I only make it for me, so it's a bit complex and targeted towards me, and what I do, but it's pretty easy to adjust things.

https://github.com/notque/vexjoy-agent

Working on reading through Agent Skills, it seems we've converged on a lot of the same points, and I've never seen it, so trying to get an understanding of it.

Edit 1: I don't like all the commands. I just rely on a single router to automatically decide what I want, and that feels like the most reasonable way to me to communicate with it.

I don't want to remember things. And that's the way for me to scale the number of skills and activities. I don't have to think about them.

Edit 2: We have very different routers.

https://github.com/addyosmani/agent-skills/blob/f504276d8e07...

vs

https://github.com/notque/vexjoy-agent/blob/main/skills/do/S...

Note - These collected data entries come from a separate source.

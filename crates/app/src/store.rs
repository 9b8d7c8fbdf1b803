use std::path::{Path, PathBuf};

use storage::Storage;

/// `--store` value selecting an in-memory store.
pub const MEMORY_STORE: &str = "memory";
/// `--store` value selecting no local store at all.
pub const DISABLED_STORE: &str = "disabled";

#[derive(Debug)]
pub struct InvalidStoreUrl {
    pub raw: String,
}

impl std::fmt::Display for InvalidStoreUrl {
    fn fmt(&self, f: &mut std::fmt::Formatter<'_>) -> std::fmt::Result {
        write!(f, "invalid --store value: {}", self.raw)
    }
}

impl std::error::Error for InvalidStoreUrl {}

/// Open the local store named by `--store`.
pub async fn open(raw: &str) -> Result<Storage, Box<dyn std::error::Error>> {
    match raw.trim() {
        MEMORY_STORE => Ok(Storage::in_memory()),
        DISABLED_STORE => Ok(Storage::disabled()),
        "" => Err(InvalidStoreUrl { raw: raw.to_string() }.into()),
        other => {
            let url = normalize_sqlite_url(other);
            prepare_sqlite_file(&url)?;
            Ok(Storage::sqlite(&url).await?)
        }
    }
}

pub fn normalize_sqlite_url(raw: &str) -> String {
    let trimmed = raw.trim();
    if trimmed == "sqlite::memory:" || trimmed.starts_with("sqlite://") {
        return trimmed.to_string();
    }

    let path_str = trimmed.strip_prefix("sqlite:").unwrap_or(trimmed);
    let path = Path::new(path_str);
    let absolute = if path.is_absolute() {
        path.to_path_buf()
    } else {
        std::env::current_dir()
            .unwrap_or_else(|_| PathBuf::from("."))
            .join(path)
    };
    format!("sqlite://{}", absolute.display())
}

/// Create the database file and its parent directories so sqlx can open it.
pub fn prepare_sqlite_file(db_url: &str) -> Result<(), Box<dyn std::error::Error>> {
    if db_url == "sqlite::memory:" {
        return Ok(());
    }

    let path = db_url
        .strip_prefix("sqlite://")
        .ok_or_else(|| InvalidStoreUrl {
            raw: db_url.to_string(),
        })?;
    let path = path.split('?').next().unwrap_or(path);
    if path.is_empty() {
        return Err(InvalidStoreUrl {
            raw: db_url.to_string(),
        }
        .into());
    }

    let path = Path::new(path);
    if let Some(parent) = path.parent() {
        std::fs::create_dir_all(parent)?;
    }
    if !path.exists() {
        std::fs::OpenOptions::new()
            .create(true)
            .write(true)
            .truncate(false)
            .open(path)?;
    }
    Ok(())
}
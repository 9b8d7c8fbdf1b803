#![forbid(unsafe_code)]

pub mod api;
pub mod catalog_service;
pub mod client_services;
pub mod config;
pub mod error;
pub mod execution_relay;
pub mod http_api;
pub mod progress_tracker;
#[cfg(any(test, feature = "test-util"))]
pub mod scripted_api;

pub use lesson_core::Clock;

pub use api::{LessonApi, ProgressResponse, SaveProgressRequest, SaveProgressResponse};
pub use catalog_service::CatalogService;
pub use client_services::ClientServices;
pub use config::ApiConfig;
pub use error::{ApiError, ConfigError, SyncError};
pub use execution_relay::{ExecutionRelay, ExecutionReport};
pub use http_api::HttpLessonApi;
pub use progress_tracker::{ProgressTracker, TrackedProgress, is_lesson_completed};
#[cfg(any(test, feature = "test-util"))]
pub use scripted_api::ScriptedLessonApi;
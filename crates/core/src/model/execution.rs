use serde::{Deserialize, Serialize};

/// Response body of the code execution endpoint.
#[derive(Debug, Clone, Default, PartialEq, Eq, Serialize, Deserialize)]
pub struct ExecutionResult {
    #[serde(default)]
    pub success: bool,
    #[serde(default)]
    pub output: Option<String>,
    #[serde(default)]
    pub error: Option<String>,
}

/// What a run produced, as far as rendering is concerned.
#[derive(Debug, Clone, PartialEq, Eq)]
pub enum ExecutionOutcome {
    /// The code ran. Either field may be absent; a warning never hides output.
    Completed {
        output: Option<String>,
        warning: Option<String>,
    },
    /// The server rejected or failed the code; output is suppressed.
    Failed { error: String },
    /// The request never produced a usable response.
    ConnectionFailed { message: String },
}

impl ExecutionOutcome {
    #[must_use]
    pub fn from_result(result: ExecutionResult) -> Self {
        if result.success {
            Self::Completed {
                output: non_empty(result.output),
                warning: non_empty(result.error),
            }
        } else {
            Self::Failed {
                error: result.error.unwrap_or_default(),
            }
        }
    }

    #[must_use]
    pub fn connection_failed(message: impl Into<String>) -> Self {
        Self::ConnectionFailed {
            message: message.into(),
        }
    }

    #[must_use]
    pub fn is_success(&self) -> bool {
        matches!(self, Self::Completed { .. })
    }

    /// Captured program output, empty when there was none or the run failed.
    #[must_use]
    pub fn output(&self) -> &str {
        match self {
            Self::Completed {
                output: Some(output),
                ..
            } => output,
            _ => "",
        }
    }
}

fn non_empty(value: Option<String>) -> Option<String> {
    value.filter(|text| !text.is_empty())
}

I personally wouldn't call theirs an intelligent router. They are dancing between a few different skills. We have extremely different setups there.

But of course, I'm using way more context to get it done. I'm even sending it out to Haiku to build the route choices.

I choose to use tokens to make things better for myself, not everyone would make the same choice, so I certainly see why they are using a few skills, and composing them.

Edit 3: This is much easier for a user to wrap their head around because there's much less.

I am only focused on the best improvements I can make that show value for my use cases. This is straight foward to reason about.

This seems like a nice way to get the best concepts for people trying to understand them. I commend them for a clean, simple approach.

Edit 4: Yeah, I think there are some things I can learn from them which is always good.

I especially like simple decisions like collapsing the install details for each harness in the readme.

I'm going to read over the entire thing and look for opportunities to improve my stuff.

We are all working together, learning, testing, building, trying to find the best way to implement things.

encoderer

I adopted a couple of these, the api design and ui testing ones have been particularly helpful.